:: THE DATA

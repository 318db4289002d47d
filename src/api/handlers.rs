//! HTTP endpoint handlers

use std::{convert::Infallible, sync::Arc};
use axum::{
    extract::{Path, Query, State},
    http::StatusCode,
    response::{
        sse::{Event, KeepAlive, Sse},
        Json,
    },
};
use futures::stream::{self, Stream};
use tokio::sync::broadcast::error::RecvError;
use tracing::{error, warn};

use crate::{
    error::Error,
    readouts::{BoostSales, SpeedGauge, DEFAULT_GAUGE_MAX, DEFAULT_GAUGE_MIN, DEFAULT_GAUGE_UNITS},
    state::{AppState, Panel, PanelView, PlayerSnapshot, Station},
};
use super::responses::{
    ApiResponse, BoostSalesQuery, HealthResponse, SelectRequest, SpeedQuery, StatusResponse,
    VolumeRequest,
};

/// Map an error to a status code, logging it at a matching level
fn error_status(context: &str, e: &Error) -> StatusCode {
    match e {
        Error::UnknownPanel(_) | Error::StationNotFound(_) => {
            warn!("{}: {}", context, e);
            StatusCode::NOT_FOUND
        }
        Error::InvalidVolume(_) => {
            warn!("{}: {}", context, e);
            StatusCode::BAD_REQUEST
        }
        _ => {
            error!("{}: {}", context, e);
            StatusCode::INTERNAL_SERVER_ERROR
        }
    }
}

/// Build a response carrying the current site snapshot
fn respond(state: &AppState, changed: bool, message: String) -> Result<Json<ApiResponse>, StatusCode> {
    let snapshot = state
        .snapshot()
        .map_err(|e| error_status("Failed to read site state", &e))?;
    Ok(Json(if changed {
        ApiResponse::ok(message, snapshot)
    } else {
        ApiResponse::unchanged(message, snapshot)
    }))
}

/// Handle POST /panel/:name/open - Show a panel
pub async fn open_panel_handler(
    State(state): State<Arc<AppState>>,
    Path(name): Path<String>,
) -> Result<Json<ApiResponse>, StatusCode> {
    let target: Panel = name
        .parse()
        .map_err(|e| error_status("Rejected panel request", &e))?;

    let navigation = state
        .panels
        .open(target)
        .map_err(|e| error_status("Failed to open panel", &e))?;
    if !navigation.changed {
        return respond(&state, false, format!("Panel {} already open", target));
    }
    state.record_action(format!("open {}", target));
    respond(&state, true, format!("Opening panel {}", target))
}

/// Handle POST /panel/close - Return to the home view
pub async fn close_panel_handler(State(state): State<Arc<AppState>>) -> Result<Json<ApiResponse>, StatusCode> {
    let navigation = state
        .panels
        .close()
        .map_err(|e| error_status("Failed to close panel", &e))?;
    if !navigation.changed {
        return respond(&state, false, "No panel open".to_string());
    }
    state.record_action("close panel");
    respond(&state, true, "Closing panel".to_string())
}

/// Handle GET /panel - Current panel state
pub async fn panel_handler(State(state): State<Arc<AppState>>) -> Result<Json<PanelView>, StatusCode> {
    state
        .panels
        .state()
        .map(|s| Json(PanelView::from(s)))
        .map_err(|e| error_status("Failed to read panel state", &e))
}

/// Handle GET /stations - Station list in play order
pub async fn stations_handler(State(state): State<Arc<AppState>>) -> Json<Vec<Station>> {
    Json(state.player.stations().iter().cloned().collect())
}

/// Handle GET /player - Current player state
pub async fn player_handler(State(state): State<Arc<AppState>>) -> Result<Json<PlayerSnapshot>, StatusCode> {
    state
        .player
        .snapshot()
        .map(Json)
        .map_err(|e| error_status("Failed to read player state", &e))
}

/// Handle POST /player/next - Tune to the next station
pub async fn next_station_handler(State(state): State<Arc<AppState>>) -> Result<Json<ApiResponse>, StatusCode> {
    let player = state
        .player
        .next()
        .map_err(|e| error_status("Failed to switch station", &e))?;
    state.record_action("next station");
    respond(&state, true, format!("Tuning to {}", player.station.name))
}

/// Handle POST /player/previous - Tune to the previous station
pub async fn previous_station_handler(State(state): State<Arc<AppState>>) -> Result<Json<ApiResponse>, StatusCode> {
    let player = state
        .player
        .previous()
        .map_err(|e| error_status("Failed to switch station", &e))?;
    state.record_action("previous station");
    respond(&state, true, format!("Tuning to {}", player.station.name))
}

/// Handle POST /player/select - Tune to a station by index or URL
pub async fn select_station_handler(
    State(state): State<Arc<AppState>>,
    Json(request): Json<SelectRequest>,
) -> Result<Json<ApiResponse>, StatusCode> {
    let result = match &request {
        SelectRequest::Index { index } => state.player.select(*index),
        SelectRequest::Url { url } => state.player.select_url(url),
    };
    let selection = result.map_err(|e| error_status("Failed to select station", &e))?;

    let name = &selection.snapshot.station.name;
    if !selection.changed {
        return respond(&state, false, format!("Already tuned to {}", name));
    }
    state.record_action(format!("select {}", name));
    respond(&state, true, format!("Tuning to {}", name))
}

/// Handle POST /player/toggle - Play or pause
pub async fn toggle_playback_handler(State(state): State<Arc<AppState>>) -> Result<Json<ApiResponse>, StatusCode> {
    let player = state
        .player
        .toggle_playback()
        .map_err(|e| error_status("Failed to toggle playback", &e))?;

    let message = if player.loading {
        state.record_action("play");
        format!("Starting {}", player.station.name)
    } else {
        state.record_action("pause");
        "Playback paused".to_string()
    };
    respond(&state, true, message)
}

/// Handle POST /player/volume - Set the volume
pub async fn volume_handler(
    State(state): State<Arc<AppState>>,
    Json(request): Json<VolumeRequest>,
) -> Result<Json<ApiResponse>, StatusCode> {
    let player = state
        .player
        .set_volume(request.volume)
        .map_err(|e| error_status("Failed to set volume", &e))?;
    state.record_action("volume");
    respond(&state, true, format!("Volume set to {:.1}", player.volume))
}

/// Handle POST /player/mute - Toggle mute
pub async fn mute_handler(State(state): State<Arc<AppState>>) -> Result<Json<ApiResponse>, StatusCode> {
    let player = state
        .player
        .toggle_mute()
        .map_err(|e| error_status("Failed to toggle mute", &e))?;

    let message = if player.muted { "Muted" } else { "Unmuted" };
    state.record_action(message.to_lowercase());
    respond(&state, true, message.to_string())
}

/// Handle GET /readouts/boost-sales - Boost sale progress bar
pub async fn boost_sales_handler(Query(query): Query<BoostSalesQuery>) -> Json<BoostSales> {
    Json(BoostSales::new(query.sold, query.total))
}

/// Handle GET /readouts/speed - Speed gauge needle
pub async fn speed_gauge_handler(Query(query): Query<SpeedQuery>) -> Json<SpeedGauge> {
    Json(SpeedGauge::new(
        query.value,
        query.min.unwrap_or(DEFAULT_GAUGE_MIN),
        query.max.unwrap_or(DEFAULT_GAUGE_MAX),
        query.units.unwrap_or_else(|| DEFAULT_GAUGE_UNITS.to_string()),
    ))
}

/// Handle GET /events - Server-sent panel and player changes
pub async fn events_handler(
    State(state): State<Arc<AppState>>,
) -> Sse<impl Stream<Item = Result<Event, Infallible>>> {
    let rx = state.events.subscribe();

    let events = stream::unfold(rx, |mut rx| async move {
        loop {
            match rx.recv().await {
                Ok(event) => match Event::default().event(event.name()).json_data(&event) {
                    Ok(sse) => return Some((Ok(sse), rx)),
                    Err(e) => warn!("Failed to encode state event: {}", e),
                },
                Err(RecvError::Lagged(skipped)) => {
                    warn!("Event subscriber lagged, skipped {} events", skipped);
                }
                Err(RecvError::Closed) => return None,
            }
        }
    });

    Sse::new(events).keep_alive(KeepAlive::default())
}

/// Handle GET /status - Return current site status
pub async fn status_handler(State(state): State<Arc<AppState>>) -> Result<Json<StatusResponse>, StatusCode> {
    let snapshot = state
        .snapshot()
        .map_err(|e| error_status("Failed to read site state", &e))?;

    let (last_action, last_action_time) = state.get_last_action();

    Ok(Json(StatusResponse {
        panel: snapshot.panel,
        player: snapshot.player,
        uptime: state.get_uptime(),
        port: state.port,
        host: state.host.clone(),
        last_action,
        last_action_time,
    }))
}

/// Handle GET /health - Health check endpoint
pub async fn health_handler() -> Json<HealthResponse> {
    Json(HealthResponse::ok())
}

::::

**WHAT YOU ARE ASKED TO DO**:
Search the material above for "RecvError". Pull out each line where it shows up.

**COMPLETED EXERCISE**:
use tokio::sync::broadcast::error::RecvError;
                Err(RecvError::Lagged(skipped)) => {
                Err(RecvError::Closed) => return None,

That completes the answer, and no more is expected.